* Task
Every line from the beginning of the records below up to the one holding "Default, PartialEq, Eq, Serialize, Deserialize)]" should be quoted exactly; leave out the rest.

* Records shown

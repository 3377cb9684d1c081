//! Runs every checker and merges their outcomes into one report.

use super::checks::fetch_and_check;
use super::config::IntegrityConfig;
use super::issue::{Issue, IssueCategory, IssueKind};
use crate::gateway::EntityGateway;
use chrono::{DateTime, Utc};
use serde::{Deserialize, Serialize};
use tracing::{info, warn, Instrument};
use uuid::Uuid;

/// What one checker produced.
#[derive(Debug, Clone, PartialEq, Eq, Serialize, Deserialize)]
#[serde(tag = "status", rename_all = "snake_case")]
pub enum CheckOutcome {
    /// The scan ran; `issues` may be empty.
    Completed { issues: Vec<Issue> },
    /// The collections could not be fetched.
    Unavailable { reason: String },
}

impl CheckOutcome {
    pub fn issues(&self) -> &[Issue] {
        match self {
            CheckOutcome::Completed { issues } => issues,
            CheckOutcome::Unavailable { .. } => &[],
        }
    }

    pub fn is_available(&self) -> bool {
        matches!(self, CheckOutcome::Completed { .. })
    }
}

/// Outcome of one category within a report.
#[derive(Debug, Clone, PartialEq, Eq, Serialize, Deserialize)]
pub struct CheckResult {
    pub category: IssueCategory,
    #[serde(flatten)]
    pub outcome: CheckOutcome,
}

/// Counters over a report's check results.
#[derive(Debug, Clone, Copy, Default, PartialEq, Eq, Serialize, Deserialize)]
pub struct ReportSummary {
    pub total_issues: usize,
    pub checks_run: usize,
    /// Completed with zero issues.
    pub checks_passed: usize,
    /// Completed with at least one issue.
    pub checks_failed: usize,
    pub checks_unavailable: usize,
}

impl ReportSummary {
    pub fn from_results(results: &[CheckResult]) -> Self {
        results
            .iter()
            .fold(Self::default(), |mut summary, result| {
                summary.checks_run += 1;
                match &result.outcome {
                    CheckOutcome::Completed { issues } if issues.is_empty() => {
                        summary.checks_passed += 1
                    }
                    CheckOutcome::Completed { issues } => {
                        summary.checks_failed += 1;
                        summary.total_issues += issues.len();
                    }
                    CheckOutcome::Unavailable { .. } => summary.checks_unavailable += 1,
                }
                summary
            })
    }

    /// One-line description used in the audit trail.
    pub fn describe(&self) -> String {
        let noun = if self.total_issues == 1 { "issue" } else { "issues" };
        let mut line = format!(
            "Found {} {} across {} checks",
            self.total_issues, noun, self.checks_run
        );
        if self.checks_unavailable > 0 {
            line.push_str(&format!(" ({} unavailable)", self.checks_unavailable));
        }
        line
    }
}

/// Result of one reconciliation run.
#[derive(Debug, Clone, PartialEq, Eq, Serialize, Deserialize)]
pub struct IntegrityReport {
    pub run_id: Uuid,
    pub checked_at: DateTime<Utc>,
    pub checks: Vec<CheckResult>,
    pub summary: ReportSummary,
}

impl IntegrityReport {
    pub fn new(checks: Vec<CheckResult>) -> Self {
        Self::for_run(Uuid::new_v4(), checks)
    }

    pub fn for_run(run_id: Uuid, checks: Vec<CheckResult>) -> Self {
        let summary = ReportSummary::from_results(&checks);
        Self {
            run_id,
            checked_at: Utc::now(),
            checks,
            summary,
        }
    }

    /// All issues in category order.
    pub fn issues(&self) -> impl Iterator<Item = &Issue> {
        self.checks.iter().flat_map(|check| check.outcome.issues())
    }

    pub fn issues_of_kind(&self, kind: IssueKind) -> Vec<Issue> {
        self.issues()
            .filter(|issue| issue.kind() == kind)
            .cloned()
            .collect()
    }

    pub fn outcome(&self, category: IssueCategory) -> Option<&CheckOutcome> {
        self.checks
            .iter()
            .find(|check| check.category == category)
            .map(|check| &check.outcome)
    }

    /// True when every check completed and found nothing.
    pub fn is_clean(&self) -> bool {
        self.summary.checks_passed == self.summary.checks_run
    }
}

async fn run_isolated(
    gateway: &EntityGateway,
    config: &IntegrityConfig,
    category: IssueCategory,
) -> CheckResult {
    let outcome = match fetch_and_check(gateway, category, config.execution_window).await {
        Ok(issues) => {
            info!(category = %category, issues = issues.len(), "Check completed");
            CheckOutcome::Completed { issues }
        }
        Err(e) => {
            warn!(category = %category, error = %e, "Check unavailable");
            CheckOutcome::Unavailable {
                reason: e.to_string(),
            }
        }
    };
    CheckResult { category, outcome }
}

/// Runs the four checkers concurrently. Always yields a report; a checker
/// whose reads fail is marked unavailable.
pub async fn run_all_checks(gateway: &EntityGateway, config: &IntegrityConfig) -> IntegrityReport {
    let run_id = Uuid::new_v4();
    let span = cw_observability::integrity_span!(
        run_id,
        window = %config.execution_window.describe()
    );

    let checks = async {
        let (users, teams, leaders, executions) = tokio::join!(
            run_isolated(gateway, config, IssueCategory::UserAssignments),
            run_isolated(gateway, config, IssueCategory::TeamAssignments),
            run_isolated(gateway, config, IssueCategory::TeamLeaders),
            run_isolated(gateway, config, IssueCategory::Executions),
        );
        vec![users, teams, leaders, executions]
    }
    .instrument(span)
    .await;

    let report = IntegrityReport::for_run(run_id, checks);
    info!(%run_id, "{}", report.summary.describe());
    report
}

#[cfg(test)]
mod tests {
    use super::*;
    use crate::gateway::memory::{InMemoryGateway, StoreOperation};
    use crate::models::{Routine, Team, User};

    fn completed(category: IssueCategory, issues: Vec<Issue>) -> CheckResult {
        CheckResult {
            category,
            outcome: CheckOutcome::Completed { issues },
        }
    }

    fn leader_issue() -> Issue {
        Issue::OrphanedTeamLeader {
            team_id: "t1".to_string(),
            team_name: "Night shift".to_string(),
            orphaned_leader_ids: vec!["u9".to_string()],
        }
    }

    #[test]
    fn test_summary_counts_passed_failed_unavailable() {
        let results = vec![
            completed(IssueCategory::UserAssignments, vec![]),
            completed(IssueCategory::TeamAssignments, vec![]),
            completed(IssueCategory::TeamLeaders, vec![leader_issue()]),
            CheckResult {
                category: IssueCategory::Executions,
                outcome: CheckOutcome::Unavailable {
                    reason: "timeout".to_string(),
                },
            },
        ];

        let summary = ReportSummary::from_results(&results);

        assert_eq!(summary.total_issues, 1);
        assert_eq!(summary.checks_run, 4);
        assert_eq!(summary.checks_passed, 2);
        assert_eq!(summary.checks_failed, 1);
        assert_eq!(summary.checks_unavailable, 1);
        assert_eq!(
            summary.describe(),
            "Found 1 issue across 4 checks (1 unavailable)"
        );
    }

    #[test]
    fn test_report_serialization_shape() {
        let report = IntegrityReport::new(vec![completed(
            IssueCategory::TeamLeaders,
            vec![leader_issue()],
        )]);
        let value = serde_json::to_value(&report).unwrap();

        assert_eq!(value["checks"][0]["category"], "team_leaders");
        assert_eq!(value["checks"][0]["status"], "completed");
        assert_eq!(value["checks"][0]["issues"][0]["type"], "orphaned_team_leader");
        assert_eq!(value["summary"]["checks_failed"], 1);
    }

    #[tokio::test]
    async fn test_clean_store_passes_every_check() {
        let memory = InMemoryGateway::seeded(
            vec![User::new("u1", "a@x.com").with_teams(["t1"])],
            vec![Team::new("t1", "Day shift").with_leaders(["u1"])],
            vec![Routine::new("r1", "Opening").assign_users(["a@x.com"])],
            vec![],
        );

        let report = run_all_checks(&memory.gateway(), &IntegrityConfig::default()).await;

        assert!(report.is_clean());
        assert_eq!(report.summary.checks_passed, 4);
        assert_eq!(report.issues().count(), 0);
    }

    #[tokio::test]
    async fn test_failed_fetch_is_isolated_to_its_checkers() {
        let memory = InMemoryGateway::seeded(
            vec![User::new("u1", "a@x.com")],
            vec![Team::new("t1", "Night shift").with_leaders(["u9"])],
            vec![],
            vec![],
        );
        memory.routines.fail_on(StoreOperation::List).await;

        let report = run_all_checks(&memory.gateway(), &IntegrityConfig::default()).await;

        // Every category except team leaders reads routines.
        assert_eq!(report.summary.checks_unavailable, 3);
        assert_eq!(report.summary.checks_failed, 1);
        assert_eq!(
            report.issues_of_kind(IssueKind::OrphanedTeamLeader),
            vec![leader_issue()]
        );
        assert!(!report
            .outcome(IssueCategory::UserAssignments)
            .unwrap()
            .is_available());
    }
}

* Response
repository 3377cb9684d1c081
//! Runs every checker and merges their outcomes into one report.

use super::checks::fetch_and_check;
use super::config::IntegrityConfig;
use super::issue::{Issue, IssueCategory, IssueKind};
use crate::gateway::EntityGateway;
use chrono::{DateTime, Utc};
use serde::{Deserialize, Serialize};
use tracing::{info, warn, Instrument};
use uuid::Uuid;

/// What one checker produced.
#[derive(Debug, Clone, PartialEq, Eq, Serialize, Deserialize)]
#[serde(tag = "status", rename_all = "snake_case")]
pub enum CheckOutcome {
    /// The scan ran; `issues` may be empty.
    Completed { issues: Vec<Issue> },
    /// The collections could not be fetched.
    Unavailable { reason: String },
}

impl CheckOutcome {
    pub fn issues(&self) -> &[Issue] {
        match self {
            CheckOutcome::Completed { issues } => issues,
            CheckOutcome::Unavailable { .. } => &[],
        }
    }

    pub fn is_available(&self) -> bool {
        matches!(self, CheckOutcome::Completed { .. })
    }
}

/// Outcome of one category within a report.
#[derive(Debug, Clone, PartialEq, Eq, Serialize, Deserialize)]
pub struct CheckResult {
    pub category: IssueCategory,
    #[serde(flatten)]
    pub outcome: CheckOutcome,
}

/// Counters over a report's check results.
#[derive(Debug, Clone, Copy, Default, PartialEq, Eq, Serialize, Deserialize)]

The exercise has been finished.